I know that when $K/F$ and $L/F$ are finite Galois extension (where $L, K<\overline{F}$), $[KL:L]$ divides $[K:F]$, and $[KL:L]=[K:F]$ iff $K\cap L=F$.
My question is that above proposition is still valid for finite separable extension $K/F$ and $L/F$. I couldn't find counterexample...
Take $F = \Bbb Q$, $L = \Bbb Q(\sqrt[3]2)$ (embedded in $\Bbb R$) and $K = \Bbb Q(\sqrt[3]2\omega)$ where $\omega = e^{\frac{2\pi i}3}$ is a primitive root of unity.

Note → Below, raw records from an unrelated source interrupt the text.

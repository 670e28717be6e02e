//! Attachment options.
//!
//! [`CropOptions`] names the crop container and carries the options for the
//! host's drag and resize behaviors. Drag options are opaque and forwarded
//! as given. Resize options are forwarded too, except that fixed-ratio mode
//! and the four corner handles are always forced on: edge handles would
//! resize one axis at a time and fight the ratio lock.
//!
//! # Example
//!
//! ```
//! use zencrop::{CropOptions, Handles};
//!
//! let opts = CropOptions::new()
//!     .container("#crop")
//!     .resizable(|r| r.handles(Handles::ALL).aspect_ratio(false));
//!
//! let forced = opts.resizable.enforced();
//! assert!(forced.aspect_ratio);
//! assert_eq!(forced.handles, Handles::CORNERS);
//! assert_eq!(forced.handles.to_string(), "ne, se, sw, nw");
//! ```

use core::fmt;
use core::str::FromStr;

/// A resize handle position, named after compass points.
#[derive(Copy, Clone, Debug, PartialEq, Eq, Hash)]
pub enum Handle {
    North,
    East,
    South,
    West,
    NorthEast,
    SouthEast,
    SouthWest,
    NorthWest,
}

impl Handle {
    /// All handles, in display order.
    pub const ALL: [Self; 8] = [
        Self::North,
        Self::East,
        Self::South,
        Self::West,
        Self::NorthEast,
        Self::SouthEast,
        Self::SouthWest,
        Self::NorthWest,
    ];

    /// Short name (`"n"`, `"ne"`, ...).
    pub const fn name(self) -> &'static str {
        match self {
            Self::North => "n",
            Self::East => "e",
            Self::South => "s",
            Self::West => "w",
            Self::NorthEast => "ne",
            Self::SouthEast => "se",
            Self::SouthWest => "sw",
            Self::NorthWest => "nw",
        }
    }

    /// Whether this is a corner handle (moves both axes at once).
    pub const fn is_corner(self) -> bool {
        matches!(
            self,
            Self::NorthEast | Self::SouthEast | Self::SouthWest | Self::NorthWest
        )
    }

    const fn bit(self) -> u8 {
        1 << self as u8
    }
}

/// A set of resize handles.
#[derive(Copy, Clone, PartialEq, Eq, Hash, Default)]
pub struct Handles(u8);

impl Handles {
    pub const NONE: Self = Self(0);

    /// The four corners, the only handles a fixed-ratio crop exposes.
    pub const CORNERS: Self = Self(
        Handle::NorthEast.bit()
            | Handle::SouthEast.bit()
            | Handle::SouthWest.bit()
            | Handle::NorthWest.bit(),
    );

    pub const ALL: Self = Self(0xff);

    /// Resize defaults of the usual host widgets: east, south and south-east.
    pub const HOST_DEFAULT: Self =
        Self(Handle::East.bit() | Handle::South.bit() | Handle::SouthEast.bit());

    pub const fn contains(self, handle: Handle) -> bool {
        self.0 & handle.bit() != 0
    }

    /// Add a handle to the set.
    pub const fn with(self, handle: Handle) -> Self {
        Self(self.0 | handle.bit())
    }

    pub const fn is_empty(self) -> bool {
        self.0 == 0
    }

    /// Iterate handles in [`Handle::ALL`] order.
    pub fn iter(self) -> impl Iterator<Item = Handle> {
        Handle::ALL.into_iter().filter(move |h| self.contains(*h))
    }
}

impl FromIterator<Handle> for Handles {
    fn from_iter<I: IntoIterator<Item = Handle>>(iter: I) -> Self {
        iter.into_iter().fold(Self::NONE, Self::with)
    }
}

impl fmt::Debug for Handles {
    fn fmt(&self, f: &mut fmt::Formatter<'_>) -> fmt::Result {
        write!(f, "Handles({self})")
    }
}

/// Comma-separated short names, e.g. `"ne, se, sw, nw"`.
impl fmt::Display for Handles {
    fn fmt(&self, f: &mut fmt::Formatter<'_>) -> fmt::Result {
        for (i, h) in self.iter().enumerate() {
            if i > 0 {
                f.write_str(", ")?;
            }
            f.write_str(h.name())?;
        }
        Ok(())
    }
}

/// A handle name in a handle list was not recognized.
#[derive(Copy, Clone, Debug, PartialEq, Eq)]
pub struct ParseHandlesError;

impl fmt::Display for ParseHandlesError {
    fn fmt(&self, f: &mut fmt::Formatter<'_>) -> fmt::Result {
        f.write_str("unrecognized resize handle (expected n, e, s, w, ne, se, sw, nw or all)")
    }
}

impl core::error::Error for ParseHandlesError {}

impl FromStr for Handles {
    type Err = ParseHandlesError;

    /// Parse a comma-separated list such as `"ne, se, sw, nw"` or `"all"`.
    /// Names are case-insensitive; empty entries are skipped.
    fn from_str(s: &str) -> Result<Self, Self::Err> {
        let mut set = Self::NONE;
        for part in s.split(',').map(str::trim).filter(|p| !p.is_empty()) {
            if part.eq_ignore_ascii_case("all") {
                set = Self::ALL;
                continue;
            }
            let handle = Handle::ALL
                .into_iter()
                .find(|h| h.name().eq_ignore_ascii_case(part))
                .ok_or(ParseHandlesError)?;
            set = set.with(handle);
        }
        Ok(set)
    }
}

/// Options for the host's resize behavior.
///
/// `extra` carries any host-specific settings and is forwarded untouched.
#[derive(Clone, Debug, PartialEq)]
pub struct ResizeOptions<R = ()> {
    pub aspect_ratio: bool,
    pub handles: Handles,
    pub extra: R,
}

impl<R: Default> Default for ResizeOptions<R> {
    fn default() -> Self {
        Self {
            aspect_ratio: false,
            handles: Handles::HOST_DEFAULT,
            extra: R::default(),
        }
    }
}

impl<R> ResizeOptions<R> {
    pub fn aspect_ratio(mut self, enabled: bool) -> Self {
        self.aspect_ratio = enabled;
        self
    }

    pub fn handles(mut self, handles: Handles) -> Self {
        self.handles = handles;
        self
    }

    /// Replace the host-specific settings.
    pub fn extra<R2>(self, extra: R2) -> ResizeOptions<R2> {
        ResizeOptions {
            aspect_ratio: self.aspect_ratio,
            handles: self.handles,
            extra,
        }
    }

    /// These options with fixed-ratio mode and the corner handles forced on,
    /// whatever the caller asked for. Everything else is kept.
    pub fn enforced(self) -> Self {
        Self {
            aspect_ratio: true,
            handles: Handles::CORNERS,
            extra: self.extra,
        }
    }
}

/// Options for attaching an element to a crop container.
///
/// `C` identifies the container in the host's terms (a selector, a node
/// handle, ...). `D` and `R` are the host's drag and resize settings.
#[derive(Clone, Debug, PartialEq)]
pub struct CropOptions<C, D = (), R = ()> {
    /// The crop container. Required; attaching without one fails.
    pub container: Option<C>,
    pub draggable: D,
    pub resizable: ResizeOptions<R>,
}

impl<C, D: Default, R: Default> Default for CropOptions<C, D, R> {
    fn default() -> Self {
        Self {
            container: None,
            draggable: D::default(),
            resizable: ResizeOptions::default(),
        }
    }
}

impl<C> CropOptions<C> {
    /// Options with no container and default drag/resize settings.
    pub fn new() -> Self {
        Self::default()
    }
}

impl<C, D, R> CropOptions<C, D, R> {
    /// Set the crop container.
    pub fn container(mut self, container: C) -> Self {
        self.container = Some(container);
        self
    }

    /// Replace the drag settings forwarded to the host.
    pub fn draggable<D2>(self, draggable: D2) -> CropOptions<C, D2, R> {
        CropOptions {
            container: self.container,
            draggable,
            resizable: self.resizable,
        }
    }

    /// Adjust the resize settings forwarded to the host.
    pub fn resizable<R2>(
        self,
        f: impl FnOnce(ResizeOptions<R>) -> ResizeOptions<R2>,
    ) -> CropOptions<C, D, R2> {
        CropOptions {
            container: self.container,
            draggable: self.draggable,
            resizable: f(self.resizable),
        }
    }
}
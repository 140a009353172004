pub mod app;
pub mod args;
pub mod config;
pub mod debug_capture;
pub mod environment;
pub mod error;
pub mod locator;
pub mod logging;
pub mod screen;
pub mod template_matching;

pub use config::{SafetyConfig, SearchConfig};
pub use error::{MatchError, MatchResult};
pub use locator::{Located, Locator};
pub use screen::{DesktopScreen, ScreenCapture};
pub use template_matching::{Coordinate, ScreenRegion};
use std::env;
use std::process::Command;
use time::OffsetDateTime;

fn main() {
    println!("cargo:rerun-if-env-changed=SOURCE_DATE_EPOCH");

    let build_year = env::var("SOURCE_DATE_EPOCH")
        .ok()
        .and_then(|raw| raw.parse::<i64>().ok())
        .and_then(|epoch| OffsetDateTime::from_unix_timestamp(epoch).ok())
        .map(|dt| dt.year())
        .unwrap_or_else(|| OffsetDateTime::now_utc().year());

    println!("cargo:rerun-if-env-changed=CARGO_PKG_VERSION");

    let package_version = env::var("CARGO_PKG_VERSION").unwrap_or_else(|_| "0.0.0".to_string());

    // Release builds report the plain version
    let profile = env::var("PROFILE").unwrap_or_default();
    let display_version = if profile == "release" {
        package_version.clone()
    } else {
        println!("cargo:rerun-if-changed=.git/HEAD");
        println!("cargo:rerun-if-changed=.git/refs/tags");

        let expected_tag = format!("v{package_version}");
        let git_tag = Command::new("git")
            .args(["describe", "--tags", "--exact-match"])
            .output()
            .ok()
            .filter(|output| output.status.success())
            .and_then(|output| String::from_utf8(output.stdout).ok())
            .map(|s| s.trim().to_string());

        if git_tag.as_deref() == Some(expected_tag.as_str()) {
            package_version.clone()
        } else {
            format!("{package_version}-dev")
        }
    };

    // Shown by the environment check, e.g. "0.1.0 (2025)"
    println!("cargo:rustc-env=APP_VERSION_DISPLAY={display_version} ({build_year})");
}
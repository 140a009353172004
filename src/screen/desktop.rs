use super::types::ScreenCapture;
use crate::config::SafetyConfig;
use crate::error::{MatchError, MatchResult};
use image::RgbaImage;
use std::sync::Mutex;
use tokio::time::{Duration, Instant};
use xcap::Monitor;

/// Primary monitor captured through `xcap`
pub struct DesktopScreen {
    name: String,
    origin: (i32, i32),
    safety: SafetyConfig,
    last_operation: Mutex<Option<Instant>>,
}

impl DesktopScreen {
    /// Resolve the primary monitor once and remember where it sits
    pub async fn connect(safety: SafetyConfig) -> MatchResult<Self> {
        let (name, origin) = tokio::task::spawn_blocking(|| -> MatchResult<_> {
            let monitor = primary_monitor()?;
            Ok((monitor.name()?, (monitor.x()?, monitor.y()?)))
        })
        .await??;

        log::debug!(
            "Using monitor '{}' at ({},{}) fail_safe={} pause={:?}",
            name,
            origin.0,
            origin.1,
            safety.fail_safe,
            safety.pause
        );

        Ok(Self {
            name,
            origin,
            safety,
            last_operation: Mutex::new(None),
        })
    }

    /// Hold back until `pause` has passed since the previous operation
    async fn throttle(&self) {
        let wait = self
            .last_operation
            .lock()
            .ok()
            .and_then(|last| *last)
            .map(|last| self.safety.pause.saturating_sub(last.elapsed()))
            .unwrap_or(Duration::ZERO);

        if !wait.is_zero() {
            tokio::time::sleep(wait).await;
        }

        if let Ok(mut last) = self.last_operation.lock() {
            *last = Some(Instant::now());
        }
    }
}

impl ScreenCapture for DesktopScreen {
    async fn dimensions(&self) -> MatchResult<(u32, u32)> {
        self.throttle().await;
        tokio::task::spawn_blocking(|| -> MatchResult<_> {
            let monitor = primary_monitor()?;
            Ok((monitor.width()?, monitor.height()?))
        })
        .await?
    }

    async fn screenshot(&self) -> MatchResult<RgbaImage> {
        self.throttle().await;
        tokio::task::spawn_blocking(|| -> MatchResult<_> {
            Ok(primary_monitor()?.capture_image()?)
        })
        .await?
    }

    fn origin(&self) -> (i32, i32) {
        self.origin
    }

    fn name(&self) -> &str {
        &self.name
    }
}

/// The primary monitor, or the first one when none is flagged primary
fn primary_monitor() -> MatchResult<Monitor> {
    let monitors = Monitor::all()?;
    let primary = monitors
        .iter()
        .position(|m| m.is_primary().unwrap_or(false))
        .unwrap_or(0);
    monitors
        .into_iter()
        .nth(primary)
        .ok_or(MatchError::NoMonitor)
}
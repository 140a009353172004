pub mod desktop;
pub mod types;

#[cfg(test)]
pub(crate) mod fake;

pub use desktop::DesktopScreen;
pub use types::{ScreenCapture, capture_and_match};
/// Template matching implementation
///
/// Mean-subtracted normalized correlation over grayscale pixels. Large
/// templates are searched on a downscaled copy first and the candidates are
/// confirmed at full resolution.
use super::types::ScreenRegion;
use crate::error::{MatchError, MatchResult};
use image::imageops::{self, FilterType};
use image::{GrayImage, ImageBuffer, Luma, RgbaImage};
use imageproc::definitions::Image;
use imageproc::integral_image::{integral_image, integral_squared_image, sum_image_pixels};
use imageproc::template_matching::{MatchTemplateMethod, match_template_parallel};

/// Shortest template side left after downscaling
const MIN_COARSE_SIDE: u32 = 8;
const MAX_COARSE_FACTOR: u32 = 8;
/// Downscaling blurs detail, so coarse scores are accepted this far below the threshold
const COARSE_SLACK: f32 = 0.25;
const MAX_CANDIDATES: usize = 16;
/// Full-resolution neighbourhood searched around a hit for the exact peak
const REFINE_RADIUS: u32 = 2;
/// Per-pixel variance below which a window counts as a flat color
const MIN_VARIANCE: f64 = 1.0;

/// Finds a template in screenshots at a fixed confidence threshold
pub struct TemplateMatcher {
    confidence: f32,
}

impl TemplateMatcher {
    /// Create a matcher accepting scores at or above `confidence`
    pub fn new(confidence: f32) -> Self {
        Self { confidence }
    }

    /// Search an RGBA screenshot
    pub fn find_in_screenshot(
        &self,
        screenshot: &RgbaImage,
        template: &GrayImage,
    ) -> MatchResult<Option<ScreenRegion>> {
        let screen_gray = imageops::grayscale(screenshot);
        self.find_first(&screen_gray, template)
    }

    /// Find the first region whose score reaches the threshold
    ///
    /// # Arguments
    /// * `screen` - The image to search in (grayscale)
    /// * `template` - The image to look for (grayscale)
    ///
    /// # Returns
    /// The first matching region in row-major order, or `None`. Flat screen
    /// areas never match.
    pub fn find_first(
        &self,
        screen: &GrayImage,
        template: &GrayImage,
    ) -> MatchResult<Option<ScreenRegion>> {
        if template.width() == 0 || template.height() == 0 {
            return Err(MatchError::EmptyImage);
        }
        if template.width() > screen.width() || template.height() > screen.height() {
            return Err(MatchError::TemplateTooLarge {
                template_width: template.width(),
                template_height: template.height(),
                screen_width: screen.width(),
                screen_height: screen.height(),
            });
        }
        if TemplateStats::of(template).is_none() {
            return Err(MatchError::FlatTemplate);
        }

        let factor = coarse_factor(template);
        log::debug!(
            "  ⏳ Correlating {}x{} template over {}x{} screen (1/{} coarse pass)",
            template.width(),
            template.height(),
            screen.width(),
            screen.height(),
            factor
        );

        let hit = if factor > 1 {
            self.coarse_to_fine(screen, template, factor)
        } else {
            self.full_scan(screen, template)
        };

        Ok(hit.map(|(left, top, score)| ScreenRegion {
            left,
            top,
            width: template.width(),
            height: template.height(),
            score,
        }))
    }

    /// Every position at full resolution; small templates only
    fn full_scan(&self, screen: &GrayImage, template: &GrayImage) -> Option<(u32, u32, f32)> {
        let scores = coefficient_scores(screen, template)?;
        // enumerate_pixels walks rows top to bottom
        let (x, y, _) = scores
            .enumerate_pixels()
            .find(|(_, _, score)| score[0] >= self.confidence)?;
        best_within(&scores, x, y, REFINE_RADIUS)
    }

    fn coarse_to_fine(
        &self,
        screen: &GrayImage,
        template: &GrayImage,
        factor: u32,
    ) -> Option<(u32, u32, f32)> {
        let small_template = shrink(template, factor);
        let small_screen = shrink(screen, factor);
        if small_template.width() > small_screen.width()
            || small_template.height() > small_screen.height()
        {
            return self.full_scan(screen, template);
        }
        let Some(coarse) = coefficient_scores(&small_screen, &small_template) else {
            // Detail lost in downscaling; fall back to the exact search
            return self.full_scan(screen, template);
        };

        let floor = self.confidence - COARSE_SLACK;
        let mut candidates: Vec<(u32, u32, f32)> = coarse
            .enumerate_pixels()
            .filter(|&(x, y, score)| score[0] >= floor && is_local_peak(&coarse, x, y))
            .map(|(x, y, score)| (x, y, score[0]))
            .collect();
        candidates.sort_by(|a, b| b.2.total_cmp(&a.2));
        candidates.truncate(MAX_CANDIDATES);
        log::debug!("  🔍 {} coarse candidates", candidates.len());

        candidates
            .into_iter()
            .filter_map(|(x, y, _)| {
                self.confirm(screen, template, x * factor, y * factor, factor + REFINE_RADIUS)
            })
            .min_by_key(|&(x, y, _)| (y, x))
    }

    /// Best full-resolution position within `radius` of (`x`, `y`), if it reaches the threshold
    fn confirm(
        &self,
        screen: &GrayImage,
        template: &GrayImage,
        x: u32,
        y: u32,
        radius: u32,
    ) -> Option<(u32, u32, f32)> {
        let max_x = screen.width() - template.width();
        let max_y = screen.height() - template.height();
        let left = x.saturating_sub(radius).min(max_x);
        let top = y.saturating_sub(radius).min(max_y);
        let right = (x + radius).min(max_x);
        let bottom = (y + radius).min(max_y);

        let patch = imageops::crop_imm(
            screen,
            left,
            top,
            right - left + template.width(),
            bottom - top + template.height(),
        )
        .to_image();
        let scores = coefficient_scores(&patch, template)?;
        let (px, py, score) = best_within(&scores, 0, 0, scores.width().max(scores.height()))?;
        (score >= self.confidence).then_some((left + px, top + py, score))
    }
}

/// Sum and centered sum of squares of the template pixels
struct TemplateStats {
    sum: f64,
    spread: f64,
}

impl TemplateStats {
    /// `None` for a flat template
    fn of(template: &GrayImage) -> Option<Self> {
        let n = (template.width() as f64) * (template.height() as f64);
        let (sum, squares) = template.pixels().fold((0.0, 0.0), |(s, q), p| {
            let v = p[0] as f64;
            (s + v, q + v * v)
        });
        let spread = squares - sum * sum / n;
        (spread >= MIN_VARIANCE * n).then_some(Self { sum, spread })
    }
}

/// TM_CCOEFF_NORMED scores for every placement of `template` on `screen`.
///
/// (ΣTI − N·μT·μI) / sqrt(N·varT · N·varI), with ΣTI from imageproc's raw
/// cross-correlation and the window sums from integral images. Windows with
/// no variance score 0. `None` when the template itself is flat.
fn coefficient_scores(screen: &GrayImage, template: &GrayImage) -> Option<Image<Luma<f32>>> {
    let stats = TemplateStats::of(template)?;
    let (w, h) = template.dimensions();
    let n = (w as f64) * (h as f64);

    let cross = match_template_parallel(screen, template, MatchTemplateMethod::CrossCorrelation);
    let sums = integral_image::<_, u64>(screen);
    let squares = integral_squared_image::<_, u64>(screen);

    Some(ImageBuffer::from_fn(cross.width(), cross.height(), |x, y| {
        let (right, bottom) = (x + w - 1, y + h - 1);
        let sum = sum_image_pixels(&sums, x, y, right, bottom)[0] as f64;
        let square_sum = sum_image_pixels(&squares, x, y, right, bottom)[0] as f64;
        let spread = square_sum - sum * sum / n;
        if spread < MIN_VARIANCE * n {
            return Luma([0.0]);
        }
        let covariance = cross.get_pixel(x, y)[0] as f64 - sum * stats.sum / n;
        let score = covariance / (stats.spread * spread).sqrt();
        Luma([score.clamp(-1.0, 1.0) as f32])
    }))
}

/// Downscale factor that keeps the shorter template side at `MIN_COARSE_SIDE` or more
fn coarse_factor(template: &GrayImage) -> u32 {
    (template.width().min(template.height()) / MIN_COARSE_SIDE).clamp(1, MAX_COARSE_FACTOR)
}

fn shrink(image: &GrayImage, factor: u32) -> GrayImage {
    imageops::resize(
        image,
        (image.width() / factor).max(1),
        (image.height() / factor).max(1),
        FilterType::Triangle,
    )
}

fn is_local_peak(scores: &Image<Luma<f32>>, x: u32, y: u32) -> bool {
    let value = scores.get_pixel(x, y)[0];
    let (x0, y0) = (x.saturating_sub(1), y.saturating_sub(1));
    let x1 = (x + 1).min(scores.width() - 1);
    let y1 = (y + 1).min(scores.height() - 1);
    (y0..=y1).all(|ny| (x0..=x1).all(|nx| scores.get_pixel(nx, ny)[0] <= value))
}

/// Highest score within `radius` of (`x`, `y`); the earliest position wins ties
fn best_within(
    scores: &Image<Luma<f32>>,
    x: u32,
    y: u32,
    radius: u32,
) -> Option<(u32, u32, f32)> {
    let x1 = x.saturating_add(radius).min(scores.width().checked_sub(1)?);
    let y1 = y.saturating_add(radius).min(scores.height().checked_sub(1)?);
    let mut best: Option<(u32, u32, f32)> = None;
    for ny in y.saturating_sub(radius)..=y1 {
        for nx in x.saturating_sub(radius)..=x1 {
            let score = scores.get_pixel(nx, ny)[0];
            if best.is_none_or(|(_, _, b)| score > b) {
                best = Some((nx, ny, score));
            }
        }
    }
    best
}
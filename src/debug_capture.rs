//! Diagnostic screenshot written when a search times out

use crate::error::MatchResult;
use crate::screen::ScreenCapture;
use std::path::{Path, PathBuf};
use time::OffsetDateTime;

/// `debug_YYYYMMDD_HHMMSS.png`
pub fn debug_file_name(at: OffsetDateTime) -> String {
    format!(
        "debug_{:04}{:02}{:02}_{:02}{:02}{:02}.png",
        at.year(),
        u8::from(at.month()),
        at.day(),
        at.hour(),
        at.minute(),
        at.second()
    )
}

/// Local wall clock, UTC when the local offset is unknown
pub fn now() -> OffsetDateTime {
    OffsetDateTime::now_local().unwrap_or_else(|_| OffsetDateTime::now_utc())
}

/// Capture the full screen into `dir` and return the written path
pub async fn save_debug_screenshot<S: ScreenCapture>(
    screen: &S,
    dir: &Path,
    at: OffsetDateTime,
) -> MatchResult<PathBuf> {
    let shot = screen.screenshot().await?;
    let path = dir.join(debug_file_name(at));
    shot.save(&path)?;
    log::info!("Debug screenshot saved: {}", path.display());
    Ok(path)
}
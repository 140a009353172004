use image_matcher::app::{self, Outcome};
use image_matcher::args::Args;
use image_matcher::logging::{self, LOG_FILE};
use image_matcher::{DesktopScreen, SearchConfig};
use std::path::Path;
use std::process::ExitCode;

fn main() -> ExitCode {
    // Usage errors print and leave, before the log file is touched
    let args = match Args::parse() {
        Ok(args) => args,
        Err(e) => {
            println!("{e}");
            return ExitCode::FAILURE;
        }
    };

    let _log = logging::init(Path::new(LOG_FILE));
    log::info!("Received template path: {}", args.template.display());

    let runtime = match tokio::runtime::Builder::new_current_thread()
        .enable_all()
        .build()
    {
        Ok(runtime) => runtime,
        Err(e) => {
            log::error!("Failed to start the async runtime: {e}");
            return ExitCode::FAILURE;
        }
    };

    let outcome = runtime.block_on(app::run_until_interrupted(lookup(&args), interrupted()));
    // A correlation still running on the blocking pool is abandoned, not awaited
    runtime.shutdown_background();
    outcome.exit_code()
}

async fn lookup(args: &Args) -> Outcome {
    let config = SearchConfig::default();

    let screen = match DesktopScreen::connect(config.safety.clone()).await {
        Ok(screen) => screen,
        Err(e) => {
            log::error!("Screen capture unavailable: {}", e.into_environment());
            return Outcome::Failed;
        }
    };

    let mut stdout = std::io::stdout().lock();
    app::run(&screen, &args.template, config, Path::new("."), &mut stdout).await
}

/// Resolves on Ctrl-C; never resolves if the handler cannot be installed
async fn interrupted() {
    if let Err(e) = tokio::signal::ctrl_c().await {
        log::warn!("Cannot listen for Ctrl-C: {e}");
        std::future::pending::<()>().await;
    }
}
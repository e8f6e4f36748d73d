mod env;
mod types;


pub use types::*;

use std::path::{Path, PathBuf};

use anyhow::{Context, bail};

impl Config {
    /// Load configuration from a TOML file with env var overrides.
    ///
    /// Falls back to defaults when the file does not exist.
    ///
    /// # Errors
    ///
    /// Returns an error if the file exists but cannot be read or parsed.
    pub fn load(path: &Path) -> anyhow::Result<Self> {
        let mut config = if path.exists() {
            let content = std::fs::read_to_string(path).context("failed to read config file")?;
            toml::from_str::<Self>(&content).context("failed to parse config file")?
        } else {
            tracing::debug!(path = %path.display(), "config file not found, using defaults");
            Self::default()
        };

        config.apply_env_overrides();
        Ok(config)
    }

    /// Check settings that would make the agent unusable at runtime.
    ///
    /// # Errors
    ///
    /// Returns an error describing the first invalid setting.
    pub fn validate(&self) -> anyhow::Result<()> {
        if self.agent.mode == EngineMode::Oracle
            && self.llm.api_key.as_ref().is_none_or(crate::Secret::is_empty)
        {
            bail!("oracle mode requires an API key (set OPENAI_API_KEY or llm.api_key)");
        }
        if self.llm.max_tool_iterations == 0 {
            bail!("llm.max_tool_iterations must be at least 1");
        }
        if self.peer.timeout_secs == 0 {
            bail!("peer.timeout_secs must be greater than zero");
        }
        if !self.peer.url.is_empty()
            && !(self.peer.url.starts_with("http://") || self.peer.url.starts_with("https://"))
        {
            bail!("peer.url must be an http(s) URL, got {}", self.peer.url);
        }
        if self.server.max_body_size == 0 {
            bail!("server.max_body_size must be greater than zero");
        }
        Ok(())
    }

    #[must_use]
    pub fn port(&self) -> u16 {
        self.server
            .port
            .unwrap_or_else(|| self.agent.role.default_port())
    }

    #[must_use]
    pub fn agent_name(&self) -> &str {
        self.agent
            .name
            .as_deref()
            .filter(|n| !n.trim().is_empty())
            .unwrap_or_else(|| self.agent.role.display_name())
    }

    /// URL advertised in the agent card.
    #[must_use]
    pub fn public_url(&self) -> String {
        if self.server.public_url.is_empty() {
            format!("http://localhost:{}", self.port())
        } else {
            self.server.public_url.clone()
        }
    }
}

/// Resolve the config path: explicit argument, then `HAIL_CONFIG`, then `config/<role>.toml`.
#[must_use]
pub fn resolve_config_path(cli_path: Option<&Path>, role: AgentRole) -> PathBuf {
    if let Some(path) = cli_path {
        return path.to_owned();
    }
    if let Ok(path) = std::env::var("HAIL_CONFIG") {
        return PathBuf::from(path);
    }
    PathBuf::from(format!("config/{role}.toml"))
}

Then $KL = \Bbb Q(\sqrt[3]2, \omega)$ has degree $6$ over $\Bbb Q$ and hence $[KL : L] = 2 < [K:F]$. However it is clear that $K \cap L = F$.
To explain a bit the general situation, I have answered a MathOverFlow question on the tensor product of two fields (of characteristic zero) in which I explained that $K \otimes_F L$ is isomorphic to the direct product of all compositums of $K$ and $L$ over $F$.
Since $K \otimes_F L$ has dimension $[K:F][L:F]$ over $F$, it is clear that we have $[KL:L] = [K:F]$ iff $KL$ is the only compositum of $K$ and $L$ over $F$. This usually is not the case for non-Galois extensions.